A little below this junction we made another meeting
of yet more account. For there we were joined
by the Aisne, already a far-travelled river and fresh
out of Champagne. Here ended the adolescence
of the Oise; this was his marriage day; thenceforward
he had a stately, brimming march, conscious of his
own dignity and sundry dams. He became a tranquil
feature in the scene. The trees and towns saw
themselves in him, as in a mirror. He carried
the canoes lightly on his broad breast; there was
no need to work hard against an eddy: but idleness
became the order of the day, and mere straightforward
dipping of the paddle, now on this side, now on that,
without intelligence or effort. Truly we were
coming into halcyon weather upon all accounts, and
were floated towards the sea like gentlemen.
We made Compiegne as the sun was going down:
a fine profile of a town above the river. Over
the bridge, a regiment was parading to the drum.

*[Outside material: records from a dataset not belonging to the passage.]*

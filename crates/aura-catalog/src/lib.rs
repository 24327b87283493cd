//! Static product and journal catalog consumed by the storefront.

/// A single catalog product. Immutable once the catalog is built.
#[derive(Debug, Clone, PartialEq, Eq)]
pub struct Product {
    pub id: String,
    pub name: String,
    pub tagline: String,
    /// Price in whole US dollars.
    pub price: u32,
    pub description: String,
    pub features: Vec<String>,
}

/// An editorial journal entry. Immutable once the catalog is built.
#[derive(Debug, Clone, PartialEq, Eq)]
pub struct JournalArticle {
    pub id: u32,
    pub title: String,
    pub date: String,
    pub excerpt: String,
    pub body: String,
}

/// Read-only catalog queried by id from the navigation and concierge layers.
#[derive(Debug, Clone, PartialEq, Eq)]
pub struct Catalog {
    products: Vec<Product>,
    articles: Vec<JournalArticle>,
}

impl Catalog {
    pub fn new(products: Vec<Product>, articles: Vec<JournalArticle>) -> Self {
        Self { products, articles }
    }

    /// The built-in Aura collection shipped with the storefront.
    pub fn builtin() -> Self {
        Self::new(builtin_products(), builtin_articles())
    }

    pub fn products(&self) -> &[Product] {
        &self.products
    }

    pub fn articles(&self) -> &[JournalArticle] {
        &self.articles
    }

    pub fn product_by_id(&self, id: &str) -> Option<&Product> {
        self.products.iter().find(|product| product.id == id)
    }

    pub fn article_by_id(&self, id: u32) -> Option<&JournalArticle> {
        self.articles.iter().find(|article| article.id == id)
    }
}

fn product(
    id: &str,
    name: &str,
    tagline: &str,
    price: u32,
    description: &str,
    features: &[&str],
) -> Product {
    Product {
        id: id.to_owned(),
        name: name.to_owned(),
        tagline: tagline.to_owned(),
        price,
        description: description.to_owned(),
        features: features.iter().map(|feature| (*feature).to_owned()).collect(),
    }
}

fn article(id: u32, title: &str, date: &str, excerpt: &str, body: &str) -> JournalArticle {
    JournalArticle {
        id,
        title: title.to_owned(),
        date: date.to_owned(),
        excerpt: excerpt.to_owned(),
        body: body.to_owned(),
    }
}

fn builtin_products() -> Vec<Product> {
    vec![
        product(
            "halo-lamp",
            "Halo Ambient Lamp",
            "Light that follows the day",
            129,
            "A sculpted oak lamp with a hand-stitched linen shade that shifts \
             from bright daylight warmth to a candlelit glow as evening settles in.",
            &[
                "Hand-finished oak base",
                "Circadian dimming from 2700K to 1800K",
                "Brass touch ring for brightness",
                "Woven linen diffuser shade",
            ],
        ),
        product(
            "drift-speaker",
            "Drift Speaker",
            "Sound with texture",
            249,
            "A room-filling speaker wrapped in natural wool weave, tuned for \
             warmth over sparkle so music sits in the room instead of on top of it.",
            &[
                "Acoustic wool weave enclosure",
                "Warm-tuned 3.5 inch full-range driver",
                "Seamless multi-room pairing",
                "Walnut control dial",
            ],
        ),
        product(
            "terra-tray",
            "Terra Charging Tray",
            "A resting place for the day",
            89,
            "A glazed stoneware valet tray with wireless charging beneath the \
             surface, so the nightly ritual of emptying pockets also tops up your phone.",
            &[
                "Hand-glazed stoneware in sand and clay tones",
                "15W wireless charging coil",
                "Cork underside, gentle on wood",
                "Fits keys, cards, and a watch alongside",
            ],
        ),
        product(
            "oasis-diffuser",
            "Oasis Stone Diffuser",
            "Scent carved from stone",
            119,
            "An ultrasonic diffuser carved from a single piece of travertine, \
             pairing cool mineral texture with a soft, steady ribbon of mist.",
            &[
                "Solid travertine body",
                "Whisper-quiet ultrasonic mist",
                "Eight-hour natural cycle",
                "Includes a cedar and fig starter oil",
            ],
        ),
        product(
            "ember-kettle",
            "Ember Pour-Over Kettle",
            "Patience, held at temperature",
            159,
            "A matte ceramic-coated kettle with a counterweighted gooseneck \
             spout and a dial that holds water at the exact warmth your brew asks for.",
            &[
                "Precision gooseneck pour",
                "Hold mode from 40C to 100C",
                "Matte ceramic over steel",
                "Oak dial with haptic detents",
            ],
        ),
        product(
            "stratus-clock",
            "Stratus Dawn Clock",
            "Wake with the sky",
            139,
            "A bedside clock that wakes you with thirty minutes of simulated \
             sunrise and soft field recordings instead of an alarm tone.",
            &[
                "Sunrise simulation over thirty minutes",
                "Field-recording soundscapes",
                "Linen-wrapped frame",
                "Automatic night dimming",
            ],
        ),
    ]
}

fn builtin_articles() -> Vec<JournalArticle> {
    vec![
        article(
            1,
            "The Texture of Quiet Technology",
            "March 2024",
            "Why the objects closest to us should whisper, not blink.",
            "Most technology announces itself. It blinks, chimes, and glows in \
             colors that belong to no room. We build in the opposite direction: \
             oak that darkens with handling, wool that softens sound, light that \
             keeps the hour of the day. The measure of a good object is how \
             rarely you notice it working, and how much you would miss it if it \
             stopped. A lamp should know the evening has arrived before you do. \
             A speaker should be furniture first and electronics a distant \
             second. This is not nostalgia; it is a belief that attention is the \
             scarcest material in the home, and the things we make should spend \
             as little of yours as possible.",
        ),
        article(
            2,
            "Slow Mornings: A Ritual in Three Objects",
            "April 2024",
            "A kettle, a clock, and twenty unhurried minutes.",
            "The morning sets the grain of the day, and a rushed one leaves \
             splinters. We arrange ours around three things. The Stratus clock \
             begins before we wake, easing the room from night into a borrowed \
             dawn. The Ember kettle holds its temperature without being watched, \
             which turns the first pour into a gesture instead of a task. And \
             the Halo lamp, still in its amber register, keeps the kitchen \
             closer to candlelight than to noon. None of this is about \
             efficiency. It is about letting warmth arrive in stages, so that by \
             the time the day asks for your attention you have already had some \
             time that was entirely yours.",
        ),
        article(
            3,
            "Inside the Workshop: Oak, Wool, and Stone",
            "May 2024",
            "Three materials, three workshops, one shelf.",
            "Every Aura product starts as a material, not a sketch. The oak for \
             our lamp bases is milled in a family workshop that has cut the same \
             forest's timber for three generations, and each base keeps the \
             grain of the board it came from. The wool weave on the Drift \
             speaker is loomed to a density we arrived at after a year of \
             listening tests, tight enough to protect the driver, open enough to \
             let the low end breathe. The travertine for the Oasis diffuser is \
             offcut stone from architectural quarrying that would otherwise be \
             crushed. We publish where each material comes from because the \
             story of an object is part of its texture, and because knowing a \
             shelf's provenance changes how long you keep what sits on it.",
        ),
    ]
}

#[cfg(test)]
mod tests {
    use super::Catalog;

    #[test]
    fn builtin_catalog_is_populated() {
        let catalog = Catalog::builtin();
        assert!(!catalog.products().is_empty());
        assert!(!catalog.articles().is_empty());
    }

    #[test]
    fn product_ids_are_unique() {
        let catalog = Catalog::builtin();
        let mut ids: Vec<&str> = catalog
            .products()
            .iter()
            .map(|product| product.id.as_str())
            .collect();
        ids.sort_unstable();
        ids.dedup();
        assert_eq!(ids.len(), catalog.products().len());
    }

    #[test]
    fn article_ids_are_unique() {
        let catalog = Catalog::builtin();
        let mut ids: Vec<u32> = catalog.articles().iter().map(|article| article.id).collect();
        ids.sort_unstable();
        ids.dedup();
        assert_eq!(ids.len(), catalog.articles().len());
    }

    #[test]
    fn looks_up_product_by_id() {
        let catalog = Catalog::builtin();
        let lamp = catalog.product_by_id("halo-lamp");
        assert!(lamp.is_some_and(|product| product.name == "Halo Ambient Lamp"));
        assert!(catalog.product_by_id("does-not-exist").is_none());
    }

    #[test]
    fn looks_up_article_by_id() {
        let catalog = Catalog::builtin();
        assert!(catalog.article_by_id(1).is_some());
        assert!(catalog.article_by_id(999).is_none());
    }
}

People loitered on the quay, some fishing, some looking
idly at the stream. And as the two boats shot
in along the water, we could see them pointing them
out and speaking one to another. We landed at
a floating lavatory, where the washerwomen were still
beating the clothes.
AT COMPIEGNE
We put up at a big, bustling hotel in Compiegne, where
nobody observed our presence.
Reservery and general militarismus (as the Germans
call it) were rampant. A camp of conical white
tents without the town looked like a leaf out of a
picture Bible; sword-belts decorated the walls of
the cafes; and the streets kept sounding all day long
with military music. It was not possible to
be an Englishman and avoid a feeling of elation; for
the men who followed the drums were small, and walked
shabbily. Each man inclined at his own angle,
and jolted to his own convenience, as he went.
There was nothing of the superb gait with which a
regiment of tall Highlanders moves behind its music,
solemn and inevitable, like a natural phenomenon.
Who that has seen it can forget the drum-major pacing
in front, the drummers’ tiger-skins, the pipers’
swinging plaids, the strange elastic rhythm of the
whole regiment footing it in time—and the
bang of the drum, when the brasses cease, and the shrill
pipes take up the martial story in their place?